Existe um documentário sobre a vida e obra de Geraldo,
realizado pelo produtor, Carlos Cortês, mas infelizmente pouco divulgado, O material mais completo que pode-se acessar, além dos poucos
LP’s e esse documentário citado, é a participação de Geraldo no extinto
programa “Ensaio”, de 1982, e sob direção de Fernando Faro.
Produção enxuta da TV Cultura de São Paulo, tal programa costumava fornecer espaço
para grandes artistas, conhecidos ou não do grande público, para falar-se um pouco
sobre o seu trabalho; ao tocar e cantar ao vivo, além de intercalar-se com
depoimentos sensacionais e espontâneos dos próprios artistas em si.
Nos seus últimos anos de vida, Geraldo foi membro da comissão de
organização do carnaval de São Paulo. As suas músicas primavam pela espiritualidade na criação das
letras. Ele usava linguagem coloquial, com extrema simplicidade, todavia, sem grandes
maneirismos, caso de Adoniran Barbosa que adotava o paulistanês italianado e
cheio de erros gramaticais como uma licença poética proposital, por exemplo. Tampouco teve a malandragem sadia das ruas, como o grande,
Germano Mathias, ou o samba Pop e italianado de Miriam Batucada. Na parte musical, a sua intenção não foi desvirtuar-se das
tradições do samba. Profundamente influenciado pelas raízes afro, trazidas pelos
escravos, não interessou-se em quebrá-las com ousadias estéticas novas, e pelo
contrário, trabalhou sempre fiel às raízes.
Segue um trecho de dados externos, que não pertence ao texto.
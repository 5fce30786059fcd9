//! # Log Records
//!
//! A [`Record`] carries one log event through the pipeline: it is filled by
//! the logger core, rendered by the formatter into its own buffer, shown to
//! hooks, written, and then scrubbed and returned to the pool.
//!
//! Formatters see the record before its buffer is filled. Hooks and output
//! interceptors see the final state, where [`Record::bytes`] holds the
//! formatted line; that content does not change afterwards.

use std::any::Any;
use std::sync::Arc;

use chrono::format::{Item, StrftimeItems};
use chrono::{DateTime, Local};
use once_cell::sync::Lazy;

use crate::core::error::LogError;
use crate::loggers::fields::{FieldValue, Fields};
use crate::loggers::level::Level;

/// Opaque, user-supplied context carried by a handle into its records.
pub type Context = Arc<dyn Any + Send + Sync>;

/// Buffers that grew beyond this are dropped instead of reused.
pub(crate) const MAX_POOLED_BUFFER: usize = 1024;

static EMPTY_STR: Lazy<Arc<str>> = Lazy::new(|| Arc::from(""));
static EMPTY_FIELDS: Lazy<Fields> = Lazy::new(Fields::new);

/// Rejects strftime layouts chrono cannot render.
///
/// Rendering an invalid layout through `Display` fails at format time, so
/// every layout is checked once when it is configured.
pub(crate) fn check_time_layout(layout: &str) -> Result<(), LogError> {
    if StrftimeItems::new(layout).any(|item| matches!(item, Item::Error)) {
        return Err(LogError::InvalidTimeLayout(layout.to_string()));
    }
    Ok(())
}

/// One log event plus its rendering buffer.
pub struct Record {
    pub(crate) name: Arc<str>,
    pub(crate) time: DateTime<Local>,
    pub(crate) time_layout: Arc<str>,
    pub(crate) level: Level,
    pub(crate) message: String,
    pub(crate) fields: Option<Arc<Fields>>,
    pub(crate) context: Option<Context>,
    pub(crate) caller: String,
    pub(crate) stack: Option<Vec<String>>,
    pub(crate) buffer: Vec<u8>,
}

impl Default for Record {
    fn default() -> Self {
        Record {
            name: EMPTY_STR.clone(),
            time: DateTime::<Local>::default(),
            time_layout: EMPTY_STR.clone(),
            level: Level::from_bits(0),
            message: String::new(),
            fields: None,
            context: None,
            caller: String::new(),
            stack: None,
            buffer: Vec::new(),
        }
    }
}

impl Record {
    /// Logger name.
    pub fn name(&self) -> &str {
        &self.name
    }

    pub fn time(&self) -> DateTime<Local> {
        self.time
    }

    /// The time rendered with the logger's default layout, or an empty
    /// string when the layout is empty.
    pub fn time_string(&self) -> String {
        if self.time_layout.is_empty() {
            return String::new();
        }
        // Layouts are validated when set; rendering cannot fail here.
        self.time.format(&self.time_layout).to_string()
    }

    pub fn level(&self) -> Level {
        self.level
    }

    /// The message, including any handle prefix.
    pub fn message(&self) -> &str {
        &self.message
    }

    pub fn has_fields(&self) -> bool {
        self.fields.as_ref().is_some_and(|f| !f.is_empty())
    }

    /// Field snapshot. Empty when the handle carried none.
    pub fn fields(&self) -> &Fields {
        self.fields.as_deref().unwrap_or(&EMPTY_FIELDS)
    }

    pub fn field(&self, key: &str) -> Option<&FieldValue> {
        self.fields.as_ref().and_then(|f| f.get(key))
    }

    pub fn has_context(&self) -> bool {
        self.context.is_some()
    }

    pub fn context(&self) -> Option<&Context> {
        self.context.as_ref()
    }

    /// Downcasts the context to a concrete type.
    pub fn context_ref<T: Any>(&self) -> Option<&T> {
        self.context.as_ref().and_then(|c| c.downcast_ref::<T>())
    }

    pub fn has_caller(&self) -> bool {
        !self.caller.is_empty()
    }

    /// `file:line` of the call site, empty when caller reporting is off.
    pub fn caller(&self) -> &str {
        &self.caller
    }

    pub fn has_stack(&self) -> bool {
        self.stack.as_ref().is_some_and(|s| !s.is_empty())
    }

    /// Stack frames captured at the call site, empty unless requested.
    pub fn stack(&self) -> &[String] {
        self.stack.as_deref().unwrap_or(&[])
    }

    /// Formatted content. Empty while the formatter is running.
    pub fn bytes(&self) -> &[u8] {
        &self.buffer
    }

    /// Formatted content as text (lossy for non UTF-8 output).
    pub fn as_str(&self) -> std::borrow::Cow<'_, str> {
        String::from_utf8_lossy(&self.buffer)
    }

    pub fn size(&self) -> usize {
        self.buffer.len()
    }

    /// Copies everything but the context out of the record, so a hook can
    /// keep it after the record goes back to the pool.
    pub fn to_snapshot(&self) -> RecordSnapshot {
        RecordSnapshot {
            name: self.name.to_string(),
            time: self.time,
            time_string: self.time_string(),
            level: self.level,
            message: self.message.clone(),
            fields: self.fields().clone(),
            caller: self.caller.clone(),
            stack: self.stack().to_vec(),
            bytes: self.buffer.clone(),
        }
    }

    /// Drops every reference the record holds so nothing leaks into the next use.
    pub(crate) fn scrub(&mut self) {
        if self.buffer.capacity() > MAX_POOLED_BUFFER {
            self.buffer = Vec::new();
        } else {
            self.buffer.clear();
        }
        self.name = EMPTY_STR.clone();
        self.time_layout = EMPTY_STR.clone();
        self.level = Level::from_bits(0);
        self.message.clear();
        self.fields = None;
        self.context = None;
        self.caller.clear();
        self.stack = None;
    }
}

/// Owned copy of a finished record.
#[derive(Debug, Clone, PartialEq)]
pub struct RecordSnapshot {
    pub name: String,
    pub time: DateTime<Local>,
    pub time_string: String,
    pub level: Level,
    pub message: String,
    pub fields: Fields,
    pub caller: String,
    pub stack: Vec<String>,
    pub bytes: Vec<u8>,
}

impl RecordSnapshot {
    pub fn as_str(&self) -> std::borrow::Cow<'_, str> {
        String::from_utf8_lossy(&self.bytes)
    }
}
Geraldo Filme é mais um caso de um artista genuinamente
popular que caiu no esquecimento, indevidamente. A sua vida; obra e luta pelo fim do racismo; discriminação
e igualdade de condições para todos, norteou a sua música feita com tanta qualidade. Portanto, a sua trajetória cabe bem em um filme...
Matéria publicada inicialmente no Site / Blog Orra Meu, em 2014.